The beginning of 2025 is aligned with the projections of the economic team, The end of January is expected that the consumer price index (CPI) will be below 2.5%. The official fact will be published on February 13 by INDEC. According to the market expectations survey (REM) of the Central Bank, 2.7% was estimated for the month of January, which suggests that It will be difficult to reach a figure below 2%.

To achieve this goal, the Government decided to adjust the crawling PEG (the gradual depreciation of the weight) from Februarywhich means that the effect of this measure on inflation will be reflected in the data published in March.

2. Tax drop

The decrease in inflation in January, compared to 2.7% of December, is mainly attributed to the elimination of the country tax, which reduced the cost of imported products and supplies. In addition, the price of meat was stabilized, whose strong increase had affected the December indexes. But for February, it is confirmed that the increase in this important consumption for Argentines will be between 5% and 10% and a pricing validation will be difficult due to the sharp fall in demand.

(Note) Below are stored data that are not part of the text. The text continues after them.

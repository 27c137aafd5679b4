//! migrations: версионирование схемы sidecar-БД.
//!
//! Ledger: schema_migrations(name TEXT PRIMARY KEY, applied_ts_ms INTEGER NOT NULL).
//! Строки ledger только добавляются.
//!
//! Правила apply():
//! - миграции сортируются по имени (лексикографически), дубликаты имён => ошибка до применения;
//! - каждая миграция: BEGIN IMMEDIATE -> SQL -> запись в ledger -> COMMIT;
//! - сбой на любом шаге => ROLLBACK этой миграции и остановка (fail-fast),
//!   уже применённые остаются применёнными.
//!
//! SQL лежит в src/migrations/sql/*.sql и встраивается при компиляции.

use anyhow::{anyhow, Context, Result};
use log::{debug, info};
use rusqlite::{params, Connection, OptionalExtension, TransactionBehavior};

use crate::metrics::record_migration_applied;
use crate::util::now_ms;

#[derive(Debug, Clone, Copy, PartialEq, Eq)]
pub struct Migration {
    pub name: &'static str,
    pub sql: &'static str,
}

/// Встроенные миграции схемы snapshots.
pub const MIGRATIONS: &[Migration] = &[
    Migration {
        name: "202602180001_create_snapshots.sql",
        sql: include_str!("sql/202602180001_create_snapshots.sql"),
    },
    Migration {
        name: "202602180002_add_snapshots_tag.sql",
        sql: include_str!("sql/202602180002_add_snapshots_tag.sql"),
    },
];

const LEDGER_DDL: &str = "CREATE TABLE IF NOT EXISTS schema_migrations (\
                          name TEXT PRIMARY KEY, applied_ts_ms INTEGER NOT NULL);";

/// Строка ledger.
#[derive(Debug, Clone, PartialEq, Eq, serde::Serialize)]
pub struct AppliedMigration {
    pub name: String,
    pub applied_ts_ms: i64,
}

/// Apply the built-in migrations.
pub fn apply(conn: &mut Connection) -> Result<()> {
    apply_set(conn, MIGRATIONS).map(|_| ())
}

/// Apply an arbitrary migration set. Returns the number of migrations applied by this call.
pub fn apply_set(conn: &mut Connection, migrations: &[Migration]) -> Result<usize> {
    conn.execute_batch(LEDGER_DDL)
        .context("create schema_migrations")?;

    let mut ordered: Vec<&Migration> = migrations.iter().collect();
    ordered.sort_by(|a, b| a.name.cmp(b.name));

    for w in ordered.windows(2) {
        if w[0].name == w[1].name {
            return Err(anyhow!("migration: duplicate migration name {}", w[1].name));
        }
    }

    let mut applied = 0usize;
    for m in ordered {
        if is_applied(conn, m.name)
            .with_context(|| format!("migration: failed to query {}", m.name))?
        {
            continue;
        }

        // Transaction откатывается в Drop, если до commit() не дошли.
        let tx = conn
            .transaction_with_behavior(TransactionBehavior::Immediate)
            .with_context(|| format!("migration: begin {}", m.name))?;
        tx.execute_batch(m.sql)
            .with_context(|| format!("migration: failed applying {}", m.name))?;
        tx.execute(
            "INSERT INTO schema_migrations(name, applied_ts_ms) VALUES(?1, ?2);",
            params![m.name, now_ms()],
        )
        .with_context(|| format!("migration: failed recording {}", m.name))?;
        tx.commit()
            .with_context(|| format!("migration: commit {}", m.name))?;

        record_migration_applied();
        info!("migration applied: {}", m.name);
        applied += 1;
    }

    if applied == 0 {
        debug!("migration: schema up to date");
    }
    Ok(applied)
}

fn is_applied(conn: &Connection, name: &str) -> Result<bool> {
    let hit: Option<i64> = conn
        .query_row(
            "SELECT 1 FROM schema_migrations WHERE name = ?1 LIMIT 1;",
            params![name],
            |r| r.get(0),
        )
        .optional()?;
    Ok(hit.is_some())
}

/// Ledger contents in name order.
pub fn applied(conn: &Connection) -> Result<Vec<AppliedMigration>> {
    let mut stmt =
        conn.prepare("SELECT name, applied_ts_ms FROM schema_migrations ORDER BY name ASC;")?;
    let rows = stmt.query_map([], |r| {
        Ok(AppliedMigration {
            name: r.get(0)?,
            applied_ts_ms: r.get(1)?,
        })
    })?;
    let mut out = Vec::new();
    for r in rows {
        out.push(r?);
    }
    Ok(out)
}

In order for inflation to continue its course, it is also essential Control the dollar. It should be remembered that the blue dollar only rose 0.4% in January, while the MEP fell 0.5% and the CCL 0.1%. This bearish trend is the one that seeks to maintain Luis Caputo’s team, as seen, for example, when it was chosen to reduce retentions. The 80-20 scheme, which favors the offer of dollars, facilitates that the currency flow continues through the CCL, reducing the possibility of sudden fluctuations in financial dollars.

According to Econviews, after this measure it is estimated that the government can achieve the liquidation of more than US $ 3,000 million with a fiscal cost of 0.5% of GDP, that is, a practically null fiscal cost.

Cattle Relief Field Cows Meat

The decline in withholdings benefits agriculture but presses that the currency settlement is carried out

Depositphotos

3. Volatility reduction

In addition to increasing the offer of dollars, The Ministry of Economy showed that it can intervene in the market, using reserves to avoid increases in exchange rates. Between mid -December and end of January, the sale of reserves exceeded US $1 billion, a figure that, although it is not so high compared to other periods, represents a “burning” of currencies to support the exchange scheme. This opportunity was also taken to absorb leftover weights in the market, which increased due to the increase in the demand for money towards the end of the year, driven by parties and vacations.

Another point no less, is the low interest rate. The risk of this decision is that the Carry Trade ceases to have attractiveness. The need for rates to remain positive in the market is what will prevent the overheating of the dollar, hence the precaution not to lower the interest rate too much.

4. Fresh funds and reservations

The agreement with the IMF was one of the most anticipated news, but with few advances. At the moment, the details of the negotiation are uncertain. Even Luis Caputo came out to clarify that none of the circulating versions (elimination of immediate stocks, flotation and devaluation bands) would be requirements for access to dollars that the Ministry of Economy needs. “Nothing that is being said about the agreement with the fund is correct. It is difficult It is something to solve in the month of February after the visit of the agency’s technical team.

Another issue to take into account and to follow this month, is linked to reservations. Although the Central Bank had a buying position in January (US $ 118 million), January was not characterized by being the best month. In February, two factors could favor the agency commanded by Santiago Bausilli, according to LCG: 1) the advancement of agriculture settlements. 2) Incentives to Carry Trade, which will still be generated with the rate cut.

5. Real economy

LA economic activity continues to show positive signals which anticipates that the rebound in 2025 is a fact: In January, about 70,000 cars were sold, one more double number compared to the same month of 2024. In addition, there is an increase in the sale of departments and the delivery of mortgage loans, while the Formal and informal wages show a recovery against inflation. However, the risk with salaries is that this year they will not rise as much as last year.

The objective of putting a “roof” to influence the price scheme and inflation decline, It puts limits to an important leap in consumption.